Dislocation interactions and failure mechanisms at mesoscopic length scales of metallic materials are usually out of reach of atomistic simulations, thus requiring effective continuum models to describe their collective behavior and the resulting constitutive response. Coarse-graining the crystalline atomic ensemble, e.g. by means of the quasicontinuum (QC) approximation [1, 2] combined with techniques to accelerate atomistic simulations , provides an avenue to locally retain atomistic accuracy while being applicable to larger scales. One such method, the fully-nonlocal energy-based QC technique [4, 5] allows us to simulate the response of crystalline solids solely based on interatomic potentials but at significantly larger length scales than conventional molecular dynamics (MD).

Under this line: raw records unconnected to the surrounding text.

//! Container runtime integration
//!
//! The pipeline needs exactly two things from a container engine: export a
//! local image to an archive and load an archive back. [`ContainerRuntime`]
//! is that capability; [`CliRuntime`] implements it by running the engine's
//! command line (`docker`, `podman`, ...).

use crate::error::CollaboratorError;
use crate::image::Reference;
use std::ffi::OsStr;
use std::path::Path;
use std::process::Command;

pub const DEFAULT_RUNTIME: &str = "docker";

/// Capability interface over a local container engine
pub trait ContainerRuntime {
    /// Save the local image `reference` to an archive at `dest`
    fn export_image(&self, reference: &Reference, dest: &Path) -> Result<(), CollaboratorError>;

    /// Load the archive at `archive` into the local image store
    fn import_image(&self, archive: &Path) -> Result<(), CollaboratorError>;

    /// Remove dangling images left behind by the import
    fn prune_images(&self) -> Result<(), CollaboratorError>;
}

/// Runs the engine's CLI as a child process
#[derive(Debug, Clone)]
pub struct CliRuntime {
    program: String,
}

impl CliRuntime {
    pub fn new(program: impl Into<String>) -> Self {
        Self {
            program: program.into(),
        }
    }

    /// Run the program and capture stdout and stderr together
    fn run<I, S>(&self, args: I) -> Result<String, CollaboratorError>
    where
        I: IntoIterator<Item = S>,
        S: AsRef<OsStr>,
    {
        let mut command = Command::new(&self.program);
        command.args(args);
        let rendered = render_command(&command);

        let output = command.output().map_err(|source| CollaboratorError::Spawn {
            command: rendered.clone(),
            source,
        })?;

        let mut combined = String::from_utf8_lossy(&output.stdout).into_owned();
        combined.push_str(&String::from_utf8_lossy(&output.stderr));

        if output.status.success() {
            Ok(combined)
        } else {
            Err(CollaboratorError::Failed {
                command: rendered,
                status: output.status.to_string(),
                output: combined,
            })
        }
    }
}

impl ContainerRuntime for CliRuntime {
    fn export_image(&self, reference: &Reference, dest: &Path) -> Result<(), CollaboratorError> {
        self.run([
            OsStr::new("save"),
            OsStr::new(&reference.to_string()),
            OsStr::new("-o"),
            dest.as_os_str(),
        ])
        .map(drop)
    }

    fn import_image(&self, archive: &Path) -> Result<(), CollaboratorError> {
        self.run([OsStr::new("load"), OsStr::new("-i"), archive.as_os_str()])
            .map(drop)
    }

    fn prune_images(&self) -> Result<(), CollaboratorError> {
        self.run(["image", "prune", "-f"]).map(drop)
    }
}

fn render_command(command: &Command) -> String {
    std::iter::once(command.get_program())
        .chain(command.get_args())
        .map(|part| part.to_string_lossy())
        .collect::<Vec<_>>()
        .join(" ")
}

Here, we will apply this approach to study defect mechanisms in representative copper and aluminum single- and polycrystals. Among others, we will demonstrate the importance of coarsegrained atomistic simulations to avoid modeling artifacts inherited from nanoscale MD simulations.
Void nucleation, growth and coalescence are important mechanisms responsible for spall and ductile failure. By simulating individual nano-voids and collections of voids under hydrostatic and multiaxial loading, we investigate (i) the nucleation of defects and the associated failure mechanisms at sufficiently-large loads, and (ii) the importance of coarse-grained atomistic techniques to avoid modeling artefacts and size effects in small representative volume elements treated by conventional atomistic methods.

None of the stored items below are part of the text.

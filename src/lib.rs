//! canoni library
//!
//! This file serves as the library root for the canoni crate, organizing and
//! exposing the modules that rebuild a container image with host- and
//! time-dependent metadata removed.

pub mod cli;
pub mod error;
pub mod image;
pub mod logging;
pub mod pipeline;
pub mod runtime;

pub use error::{CanoniError, Result};
pub use image::{Image, Reference, canonicalize};
pub use logging::Logger;
pub use pipeline::{Pipeline, Report};
pub use runtime::{CliRuntime, ContainerRuntime};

Grain boundaries (GBs) play a central role in polycrystal plasticity through their interactions with lattice defects as well as through GB relaxation mechanisms. We will use the aforementioned coarsegrained atomistic technique to study the behavior of GBs in three-dimensional crystals with a particular focus on the GB strength and the interaction with dislocations. As in the case of void expansion, the QC simulations enable us to consider sample sizes outside the realm of conventional atomistic techniques.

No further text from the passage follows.